Convolutional Neural Networks are extremely versatile tools and have found widespread use in an impressive array of applications. Together with fully-connected neural networks and recurrent neural networks, CNNs form a core part of many modern machine-learning models. If you would like to know more about how we have used CNNs at dida, check out the project descriptions for the following projects:


Frequently Asked Questions


What are some common usages and variations of a CNN?

  • LeNet-5: One of the first CNN architectures, used to perform handwritten digit recognition and other classification tasks.  

  • ResNet:  Residual networks include skip connections that allow the training of very deep models. 

  • U-Net: A CNN which begins with a contracting network, followed by an expanding network. The “down and then up” architecture is often depicted as a U, whence the model gets its name.

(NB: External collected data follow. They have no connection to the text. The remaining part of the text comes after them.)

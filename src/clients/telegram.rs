//! Telegram Bot API client.
//!
//! Polls `getUpdates` for voice and audio messages in the configured chat,
//! downloads audio payloads, and sends the run summary message.

use async_trait::async_trait;
use chrono::{DateTime, Duration, Utc};
use serde::Deserialize;
use tracing::debug;

use crate::domain::{AudioKind, VoiceMessage};
use crate::error::ClientError;
use crate::retry::RetryPolicy;

use super::{ensure_success, FetchResult, MessageSource};

/// Page size for getUpdates
const UPDATES_PAGE_LIMIT: u32 = 100;

/// Telegram Bot API client
pub struct TelegramClient {
    /// Bot token
    bot_token: String,
    /// Chat whose messages are processed
    chat_id: i64,
    /// API base (overridable for tests)
    base_url: String,
    /// HTTP client
    client: reqwest::Client,
    /// Shared retry policy
    retry: RetryPolicy,
}

/// Envelope for all Bot API responses
#[derive(Debug, Deserialize)]
struct TelegramResponse<T> {
    ok: bool,
    result: Option<T>,
    description: Option<String>,
}

#[derive(Debug, Deserialize)]
struct Update {
    update_id: i64,
    message: Option<TgMessage>,
    channel_post: Option<TgMessage>,
    edited_message: Option<TgMessage>,
}

impl Update {
    fn message(&self) -> Option<&TgMessage> {
        self.message
            .as_ref()
            .or(self.channel_post.as_ref())
            .or(self.edited_message.as_ref())
    }
}

#[derive(Debug, Deserialize)]
struct TgMessage {
    chat: TgChat,
    date: i64,
    from: Option<TgUser>,
    forward_from: Option<TgUser>,
    forward_origin: Option<serde_json::Value>,
    sender_chat: Option<TgChat>,
    voice: Option<TgAudio>,
    audio: Option<TgAudio>,
}

#[derive(Debug, Deserialize)]
struct TgChat {
    id: i64,
    title: Option<String>,
}

#[derive(Debug, Deserialize)]
struct TgUser {
    first_name: Option<String>,
}

#[derive(Debug, Deserialize)]
struct TgAudio {
    file_id: String,
    #[serde(default)]
    duration: u32,
    mime_type: Option<String>,
}

#[derive(Debug, Deserialize)]
struct TgFile {
    file_path: String,
}

impl TelegramClient {
    /// Create a new Telegram client. Fails if `chat_id` is not numeric.
    pub fn new(bot_token: String, chat_id: &str, retry: RetryPolicy) -> Result<Self, ClientError> {
        let chat_id = chat_id
            .trim()
            .parse()
            .map_err(|_| ClientError::Validation(format!("chat_id is not numeric: {}", chat_id)))?;

        Ok(Self {
            bot_token,
            chat_id,
            base_url: "https://api.telegram.org".to_string(),
            client: reqwest::Client::new(),
            retry,
        })
    }

    /// Override the API base URL (tests)
    pub fn with_base_url(mut self, base_url: impl Into<String>) -> Self {
        self.base_url = base_url.into();
        self
    }

    /// Build API URL for a Bot API method
    fn api_url(&self, method: &str) -> String {
        format!("{}/bot{}/{}", self.base_url, self.bot_token, method)
    }

    /// Build download URL for a file path returned by getFile
    fn file_url(&self, file_path: &str) -> String {
        format!("{}/file/bot{}/{}", self.base_url, self.bot_token, file_path)
    }

    async fn get_updates(&self, offset: Option<i64>) -> Result<Vec<Update>, ClientError> {
        let url = self.api_url("getUpdates");

        self.retry
            .call("telegram getUpdates", || {
                let mut params = vec![("limit", UPDATES_PAGE_LIMIT.to_string())];
                if let Some(offset) = offset {
                    params.push(("offset", offset.to_string()));
                }
                let request = self.client.get(&url).query(&params);

                async move {
                    let response = ensure_success(request.send().await?).await?;
                    let body: TelegramResponse<Vec<Update>> = response.json().await?;

                    if !body.ok {
                        return Err(ClientError::Validation(format!(
                            "Telegram API error: {}",
                            body.description.unwrap_or_default()
                        )));
                    }

                    Ok(body.result.unwrap_or_default())
                }
            })
            .await
    }

    /// Convert one update into a VoiceMessage, if it carries audio in our chat
    fn to_voice_message(
        &self,
        update: &Update,
        cutoff: Option<DateTime<Utc>>,
    ) -> Option<VoiceMessage> {
        let message = update.message()?;

        if message.chat.id != self.chat_id {
            return None;
        }

        let date = DateTime::<Utc>::from_timestamp(message.date, 0)?;
        if let Some(cutoff) = cutoff {
            if date <= cutoff {
                return None;
            }
        }

        let (audio, kind) = if let Some(voice) = &message.voice {
            (voice, AudioKind::Voice)
        } else if let Some(audio) = &message.audio {
            (audio, AudioKind::Audio)
        } else {
            return None;
        };

        let from_user = message
            .from
            .as_ref()
            .and_then(|u| u.first_name.clone())
            .or_else(|| {
                message
                    .forward_from
                    .as_ref()
                    .and_then(|u| u.first_name.clone())
            })
            .or_else(|| forwarded_sender_name(message.forward_origin.as_ref()))
            .or_else(|| message.sender_chat.as_ref().and_then(|c| c.title.clone()))
            .unwrap_or_else(|| "Unknown".to_string());

        Some(VoiceMessage {
            update_id: update.update_id,
            file_id: audio.file_id.clone(),
            from_user,
            date,
            duration_seconds: audio.duration,
            kind,
            mime_type: audio
                .mime_type
                .clone()
                .unwrap_or_else(|| "audio/ogg".to_string()),
            is_forwarded: message.forward_from.is_some() || message.forward_origin.is_some(),
        })
    }
}

fn forwarded_sender_name(origin: Option<&serde_json::Value>) -> Option<String> {
    let origin = origin?;
    if origin.get("type")?.as_str()? != "user" {
        return None;
    }
    origin
        .get("sender_user")?
        .get("first_name")?
        .as_str()
        .map(str::to_string)
}

#[async_trait]
impl MessageSource for TelegramClient {
    async fn fetch_since(
        &self,
        cursor: Option<i64>,
        check_hours: u32,
    ) -> Result<FetchResult, ClientError> {
        // With no cursor, only a recent time window is considered; with a
        // cursor the offset alone bounds what we see.
        let cutoff = match cursor {
            None if check_hours > 0 => Some(Utc::now() - Duration::hours(check_hours as i64)),
            _ => None,
        };

        let mut result = FetchResult {
            max_update_id: cursor,
            ..Default::default()
        };
        let mut offset = cursor.map(|c| c + 1);

        loop {
            let updates = self.get_updates(offset).await?;
            let page_len = updates.len();

            for update in &updates {
                result.max_update_id = Some(
                    result
                        .max_update_id
                        .map_or(update.update_id, |m| m.max(update.update_id)),
                );

                if let Some(vm) = self.to_voice_message(update, cutoff) {
                    debug!(
                        update_id = vm.update_id,
                        from = %vm.from_user,
                        kind = %vm.kind,
                        "Found audio message"
                    );
                    result.messages.push(vm);
                }
            }

            if page_len < UPDATES_PAGE_LIMIT as usize {
                break;
            }

            let Some(max_id) = result.max_update_id else {
                break;
            };
            offset = Some(max_id + 1);
        }

        Ok(result)
    }

    async fn download_audio(&self, file_id: &str) -> Result<Vec<u8>, ClientError> {
        // Resolve the server-side file path first
        let url = self.api_url("getFile");
        let file = self
            .retry
            .call("telegram getFile", || {
                let request = self.client.get(&url).query(&[("file_id", file_id)]);
                async move {
                    let response = ensure_success(request.send().await?).await?;
                    let body: TelegramResponse<TgFile> = response.json().await?;

                    if !body.ok {
                        return Err(ClientError::Validation(format!(
                            "Telegram API error: {}",
                            body.description.unwrap_or_default()
                        )));
                    }

                    body.result.ok_or_else(|| {
                        ClientError::Validation("getFile returned no result".to_string())
                    })
                }
            })
            .await?;

        let download_url = self.file_url(&file.file_path);
        let bytes = self
            .retry
            .call("telegram file download", || {
                let request = self.client.get(&download_url);
                async move {
                    let response = ensure_success(request.send().await?).await?;
                    Ok(response.bytes().await?.to_vec())
                }
            })
            .await?;

        Ok(bytes)
    }

    async fn send_message(&self, chat_id: &str, text: &str) -> Result<(), ClientError> {
        let url = self.api_url("sendMessage");
        let payload = serde_json::json!({
            "chat_id": chat_id,
            "text": text,
        });

        self.retry
            .call("telegram sendMessage", || {
                let request = self.client.post(&url).json(&payload);
                async move {
                    let response = ensure_success(request.send().await?).await?;
                    let body: TelegramResponse<serde_json::Value> = response.json().await?;

                    if !body.ok {
                        return Err(ClientError::Validation(format!(
                            "Telegram API error: {}",
                            body.description.unwrap_or_default()
                        )));
                    }

                    Ok(())
                }
            })
            .await
    }
}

Useful for image segmentation tasks.

  • YOLO: YOLO and its variations are real-time detection networks that focus on speed and efficiency.

  • DenseNet: A CNN where each layer receives input from ALL previous layers, not just the most recent. This encourages the model to reuse features and reduces the vanishing gradient problem. 

Are there any Python packages that will allow me to more easily use CNNs? 

Yes, It is very easy to implement CNNs in Python, and both Tensorflow and PyTorch have simple tutorials that will help get you started in creating and training your first CNN. In addition, TorchVision (a computer-vision package designed for use with PyTorch) has an extensive collection of models that have been pre-trained on large datasets of labeled images and can often be used out-of-the-box on many image classification and segmentation problems.